Я убрал пистолет обратно в карман:
— Веди. И без фокусов.
Глава 8. Пролетариат вне закона
— Что с Эдмоном? — добродушного вида женщина с морщинистым лицом прямо при нас расспрашивала смуглого.
Мы сидели на втором этаже одного из маленьких домиков не далее, чем в ста метрах от места побоища. Тихо потрескивали дрова в камине, который здесь служит дополнительным источником тепла.
— Перевязали, — все еще искоса поглядывая в нашу сторону, ответил смуглый. — И Савву тоже.
Бабуля Четти кивнула и отпустила парня. Тот прошмыгнул мимо нас, прижимаясь к стене, чтобы не задеть ненароком. Теперь мы его пугали. За нашими спинами хлопнула дверь, и в комнате остались только мы втроем.
Начинать разговор никто не спешил. Дитер, как и я, был поражен скоростью, с которой эта добродушная бабуля разрулила ситуацию. Она явно пользовалась здесь влиянием, хотя была больше похожа на тех, кто продает молоко на рынке.
Но это впечатление — поверхностное. Чем дольше я смотрел на бабулю Четти, тем больше находил мелких деталей, которые меняли представление о ней по факту.

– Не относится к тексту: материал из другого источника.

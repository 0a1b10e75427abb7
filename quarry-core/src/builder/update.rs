//! UPDATE query object

use super::common::{IntoCondition, IntoRecord, Query, QueryBuilder, WhereClause, WhereConnector};
use crate::{Error, Result, Value};

/// UPDATE query object
///
/// Extra tables named with [`Update::from_table`] render as `UPDATE t SET .. FROM a`
/// when the dialect requires FROM, and as `UPDATE t, a SET ..` otherwise.
#[derive(Debug, Clone)]
pub struct Update {
    table_name: String,
    set_clauses: Vec<(String, Value)>,
    from_tables: Vec<String>,
    where_clause: WhereClause,
}

impl Update {
    pub fn new(table: &str) -> Self {
        Self {
            table_name: table.to_string(),
            set_clauses: Vec::new(),
            from_tables: Vec::new(),
            where_clause: WhereClause::default(),
        }
    }

    /// Set column values
    pub fn set<T>(mut self, data: T) -> Self
    where
        T: IntoRecord,
    {
        self.set_clauses.extend(data.into_record());
        self
    }

    /// Set a single column
    pub fn set_column(mut self, column: &str, value: impl Into<Value>) -> Self {
        self.set_clauses.push((column.to_string(), value.into()));
        self
    }

    /// Reference another table in the WHERE clause
    pub fn from_table(mut self, table: &str) -> Self {
        self.from_tables.push(table.to_string());
        self
    }

    /// Add a WHERE condition
    pub fn where_<C>(mut self, condition: C) -> Self
    where
        C: IntoCondition,
    {
        self.where_clause.add(condition, WhereConnector::And);
        self
    }

    /// Add an OR WHERE condition
    pub fn or_where<C>(mut self, condition: C) -> Self
    where
        C: IntoCondition,
    {
        self.where_clause.add(condition, WhereConnector::Or);
        self
    }

    /// Add an AND WHERE condition (same as where_)
    pub fn and_where<C>(self, condition: C) -> Self
    where
        C: IntoCondition,
    {
        self.where_(condition)
    }
}

impl Query for Update {
    fn build(&self, builder: &QueryBuilder) -> Result<String> {
        if self.set_clauses.is_empty() {
            return Err(Error::invalid_query("UPDATE requires SET clauses"));
        }

        let mut sql = format!("UPDATE {}", self.table_name);
        let joined_tables = self.from_tables.join(", ");
        let inline_from = !self.from_tables.is_empty() && !builder.update_requires_from();

        if inline_from {
            sql.push_str(", ");
            sql.push_str(&joined_tables);
        }

        let assignments: Vec<String> = self
            .set_clauses
            .iter()
            .map(|(column, _)| format!("{} = ?", column))
            .collect();
        sql.push_str(" SET ");
        sql.push_str(&assignments.join(", "));

        if !self.from_tables.is_empty() && !inline_from {
            sql.push_str(" FROM ");
            sql.push_str(&joined_tables);
        }

        self.where_clause.render(&mut sql)?;
        Ok(sql)
    }

    fn parameters(&self) -> Vec<Value> {
        let mut params: Vec<Value> = self.set_clauses.iter().map(|(_, v)| v.clone()).collect();
        self.where_clause.extend_parameters(&mut params);
        params
    }

    fn clone_query(&self) -> Box<dyn Query> {
        Box::new(self.clone())
    }
}
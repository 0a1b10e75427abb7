//! Result sets and row decoding

use crate::{Error, Result, Value};
use futures::stream::{self, Stream};
use serde::de::DeserializeOwned;
use std::fmt;

/// One row of a result set, cells in title order
pub type Row = Vec<Value>;

/// Pulls rows one at a time from a driver's result
pub trait ResultFetcher: Send {
    /// Next row, or `None` once the result is exhausted
    fn fetch_next(&mut self) -> Option<Row>;

    /// Column titles, in cell order
    fn fetch_titles(&self) -> Vec<String>;
}

/// A forward-only set of rows backed by a [`ResultFetcher`]
pub struct ResultSet {
    fetcher: Box<dyn ResultFetcher>,
    titles: Vec<String>,
}

impl ResultSet {
    pub fn new<F>(fetcher: F) -> Self
    where
        F: ResultFetcher + 'static,
    {
        let titles = fetcher.fetch_titles();
        Self {
            fetcher: Box::new(fetcher),
            titles,
        }
    }

    pub fn titles(&self) -> &[String] {
        &self.titles
    }

    pub fn next_row(&mut self) -> Option<Row> {
        self.fetcher.fetch_next()
    }

    /// Decode the next row into `T`, keying cells by column title
    pub fn decode_next<T>(&mut self) -> Result<Option<T>>
    where
        T: DeserializeOwned,
    {
        match self.next_row() {
            Some(row) => decode_row(&self.titles, row).map(Some),
            None => Ok(None),
        }
    }

    /// Decode every remaining row
    pub fn decode_all<T>(mut self) -> Result<Vec<T>>
    where
        T: DeserializeOwned,
    {
        let mut items = Vec::new();
        while let Some(item) = self.decode_next()? {
            items.push(item);
        }
        Ok(items)
    }

    /// Remaining rows as a stream; the fetcher is polled lazily
    pub fn into_stream(self) -> impl Stream<Item = Row> + Send {
        stream::unfold(self, |mut set| async move {
            let row = set.next_row()?;
            Some((row, set))
        })
    }
}

impl Iterator for ResultSet {
    type Item = Row;

    fn next(&mut self) -> Option<Row> {
        self.next_row()
    }
}

impl fmt::Debug for ResultSet {
    fn fmt(&self, f: &mut fmt::Formatter<'_>) -> fmt::Result {
        f.debug_struct("ResultSet")
            .field("titles", &self.titles)
            .finish_non_exhaustive()
    }
}

/// Build a JSON object from titles and cells, then deserialize it
pub fn decode_row<T>(titles: &[String], row: Row) -> Result<T>
where
    T: DeserializeOwned,
{
    if row.len() != titles.len() {
        return Err(Error::RowShape {
            expected: titles.len(),
            actual: row.len(),
        });
    }

    let object: serde_json::Map<String, serde_json::Value> = titles
        .iter()
        .cloned()
        .zip(row.iter().map(Value::to_json))
        .collect();
    Ok(serde_json::from_value(serde_json::Value::Object(object))?)
}

#[cfg(test)]
mod tests {
    use super::*;
    use futures::StreamExt;
    use serde::Deserialize;

    struct Pairs {
        rows: std::vec::IntoIter<Row>,
    }

    impl ResultFetcher for Pairs {
        fn fetch_next(&mut self) -> Option<Row> {
            self.rows.next()
        }

        fn fetch_titles(&self) -> Vec<String> {
            vec!["key".to_string(), "count".to_string()]
        }
    }

    fn pairs(rows: Vec<Row>) -> ResultSet {
        ResultSet::new(Pairs {
            rows: rows.into_iter(),
        })
    }

    #[derive(Debug, PartialEq, Deserialize)]
    struct Pair {
        key: String,
        count: i64,
    }

    #[test]
    fn test_decode_all() {
        let set = pairs(vec![
            vec![Value::from("a"), Value::I64(1)],
            vec![Value::from("b"), Value::I32(2)],
        ]);
        assert_eq!(set.titles(), ["key", "count"]);

        let decoded: Vec<Pair> = set.decode_all().unwrap();
        assert_eq!(
            decoded,
            vec![
                Pair { key: "a".into(), count: 1 },
                Pair { key: "b".into(), count: 2 },
            ]
        );
    }

    #[test]
    fn test_row_shape_mismatch() {
        let mut set = pairs(vec![vec![Value::from("a")]]);
        let err = set.decode_next::<Pair>().unwrap_err();
        assert!(matches!(err, Error::RowShape { expected: 2, actual: 1 }));
    }

    #[test]
    fn test_type_mismatch_is_serialization_error() {
        let mut set = pairs(vec![vec![Value::I32(1), Value::I32(2)]]);
        let err = set.decode_next::<Pair>().unwrap_err();
        assert!(matches!(err, Error::Serialization(_)));
    }

    #[test]
    fn test_iterator_is_not_restartable() {
        let mut set = pairs(vec![vec![Value::from("a"), Value::I64(1)]]);
        assert_eq!(set.by_ref().count(), 1);
        assert!(set.next().is_none());
    }

    #[tokio::test]
    async fn test_stream_yields_remaining_rows() {
        let mut set = pairs(vec![
            vec![Value::from("a"), Value::I64(1)],
            vec![Value::from("b"), Value::I64(2)],
        ]);
        set.next_row();

        let rows: Vec<Row> = set.into_stream().collect().await;
        assert_eq!(rows, vec![vec![Value::from("b"), Value::I64(2)]]);
    }
}
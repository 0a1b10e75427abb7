//! Logging setup built on `tracing-subscriber`
//!
//! Library code only emits `tracing` events. Binaries and test suites call
//! [`init`] or [`init_for_tests`] to see them.

use crate::{Error, Result};
use tracing_subscriber::{fmt, EnvFilter};

/// Log format style
#[derive(Debug, Clone, Copy, PartialEq, Eq)]
pub enum LogFormat {
    /// Multi-line human-readable output
    Pretty,
    /// Compact single-line format
    Compact,
}

/// Logging configuration
#[derive(Debug, Clone)]
pub struct LogConfig {
    /// Filter directive, e.g. `"info"` or `"quarry_core=debug"`
    pub level: String,
    pub format: LogFormat,
}

impl Default for LogConfig {
    fn default() -> Self {
        Self {
            level: "info".to_string(),
            format: LogFormat::Compact,
        }
    }
}

impl LogConfig {
    pub fn debug() -> Self {
        Self {
            level: "debug".to_string(),
            ..Default::default()
        }
    }

    pub fn with_format(mut self, format: LogFormat) -> Self {
        self.format = format;
        self
    }

    /// `RUST_LOG` wins over the configured level when set
    fn filter(&self) -> Result<EnvFilter> {
        match EnvFilter::try_from_default_env() {
            Ok(filter) => Ok(filter),
            Err(_) => EnvFilter::try_new(&self.level)
                .map_err(|e| Error::logging(format!("invalid filter '{}': {}", self.level, e))),
        }
    }
}

/// Install a global subscriber for `config`
pub fn init(config: &LogConfig) -> Result<()> {
    let filter = config.filter()?;
    let installed = match config.format {
        LogFormat::Pretty => fmt().with_env_filter(filter).pretty().try_init(),
        LogFormat::Compact => fmt().with_env_filter(filter).compact().try_init(),
    };
    installed.map_err(|e| Error::logging(e.to_string()))
}

/// Route events through the test harness's captured output.
///
/// Safe to call from every test; only the first call installs a subscriber.
pub fn init_for_tests() {
    let filter = EnvFilter::try_from_default_env().unwrap_or_else(|_| EnvFilter::new("debug"));
    let _ = fmt().with_env_filter(filter).with_test_writer().try_init();
}

#[cfg(test)]
mod tests {
    use super::*;

    #[test]
    fn test_default_config() {
        let config = LogConfig::default();
        assert_eq!(config.level, "info");
        assert_eq!(config.format, LogFormat::Compact);
        assert_eq!(LogConfig::debug().with_format(LogFormat::Pretty).format, LogFormat::Pretty);
    }

    #[test]
    fn test_init_for_tests_is_repeatable() {
        init_for_tests();
        init_for_tests();
        tracing::debug!("still alive");
    }
}
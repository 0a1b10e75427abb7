//! Quarry Core - query objects, the connection capability and a mock
//! connection for testing ORM code without a database.
//!
//! Queries are built in a fluent, immutable style and rendered to SQL by a
//! [`QueryBuilder`] that carries the dialect's quirks. Anything implementing
//! [`Connection`] can execute them; [`mock::MockConnection`] answers every
//! statement with a canned outcome.

pub mod builder;
pub mod connection;
pub mod error;
pub mod logging;
pub mod mock;
pub mod operator;
pub mod result;
pub mod value;

// Re-export main types
pub use builder::{
    AutoIncrementFn, ColumnDef, CreateTable, Delete, DialectFlags, DropTable, Insert, IntoColumns,
    IntoCondition, IntoRecord, JoinType, Query, QueryBuilder, Select, SortDirection, Update,
    WhereCondition, WhereConnector,
};
pub use connection::{
    transaction, Connection, ExecutableQuery, NamedParameters, PreparedStatement, QueryResult,
};
pub use error::{Error, Result};
pub use operator::{op, IntoOperator, Operator};
pub use result::{ResultFetcher, ResultSet, Row};
pub use value::Value;

/// Create a new SELECT query for the given table
pub fn select(table: &str) -> Select {
    Select::new(table)
}

/// Create a new INSERT query for the given table
pub fn insert(table: &str) -> Insert {
    Insert::new(table)
}

/// Create a new UPDATE query for the given table
pub fn update(table: &str) -> Update {
    Update::new(table)
}

/// Create a new DELETE query for the given table
pub fn delete(table: &str) -> Delete {
    Delete::new(table)
}

/// Create a new CREATE TABLE query
pub fn create_table(table: &str) -> CreateTable {
    CreateTable::new(table)
}

/// Create a new DROP TABLE query
pub fn drop_table(table: &str) -> DropTable {
    DropTable::new(table)
}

Она носила брючный костюм, скроенный по фигуре. Неброский, но он был ей к лицу. На пальцах из всех возможных украшений она носила лишь обручальное кольцо. Широкое и толстое, которое с натяжкой можно было назвать перстнем, настолько массивным оно казалось.
Лицо бабули, покрытое морщинами, оставалось ухоженным, и выглядела она на свой возраст, но при этом свежо, без усталости в глазах и уголках рта, как это обычно бывает у стариков.
Пока я рассматривал ее, мадам Четти внимательно смотрела на нас. Больше на меня, чем на Дитера. И, наконец, сказала:
— Да, теперь я вижу, что это действительно вы.
— Я? В смысле, кто — я?
— Барон Абрамов, — голос у нее звучал ровно, не надтреснуто и не сухо. — Только давайте начистоту — дворянского в вас, как во мне датских кровей. То есть, ни капли, — теперь она улыбнулась. — Но мне это неважно. Всего лишь проверяю свою интуицию.
— А вы хорошо говорите по-русски, — сказал Дитер, отвлекая ее внимание на себя.
— Германец, да? — улыбнулась пожилая женщина. — Какая у вас интересная компания. Скажите, а вам кто-нибудь еще указывал на то, что у вас совершенно не дворянский вид?
— Э-э-э...
— Бросьте, я все понимаю. Судя по всему, у вас жизнь очень интересная, как и у меня. Поэтому я не держу зла на вас, что вы постреляли моих людей — все они живы, слава богу. А вы уж не злитесь на старуху, ладно.
Мы с Дитером переглянулись, и я пожал плечами. Потом кивнул, приглашая его наконец-то задать интересующие его вопросы, но бабуля Четти опередила нас, высказав фактически официальное приглашение к беседе по существу:
— И все же вы пришли не послушать мои рассуждения.
— Мы по поводу вашего внука, — удалось наконец сказать Дитеру.
— Я думала, у барона ко мне вопросы, — вежливо улыбнулся женщина.
— Нет, я лишь сопровождаю моего друга. Прошу, выслушайте.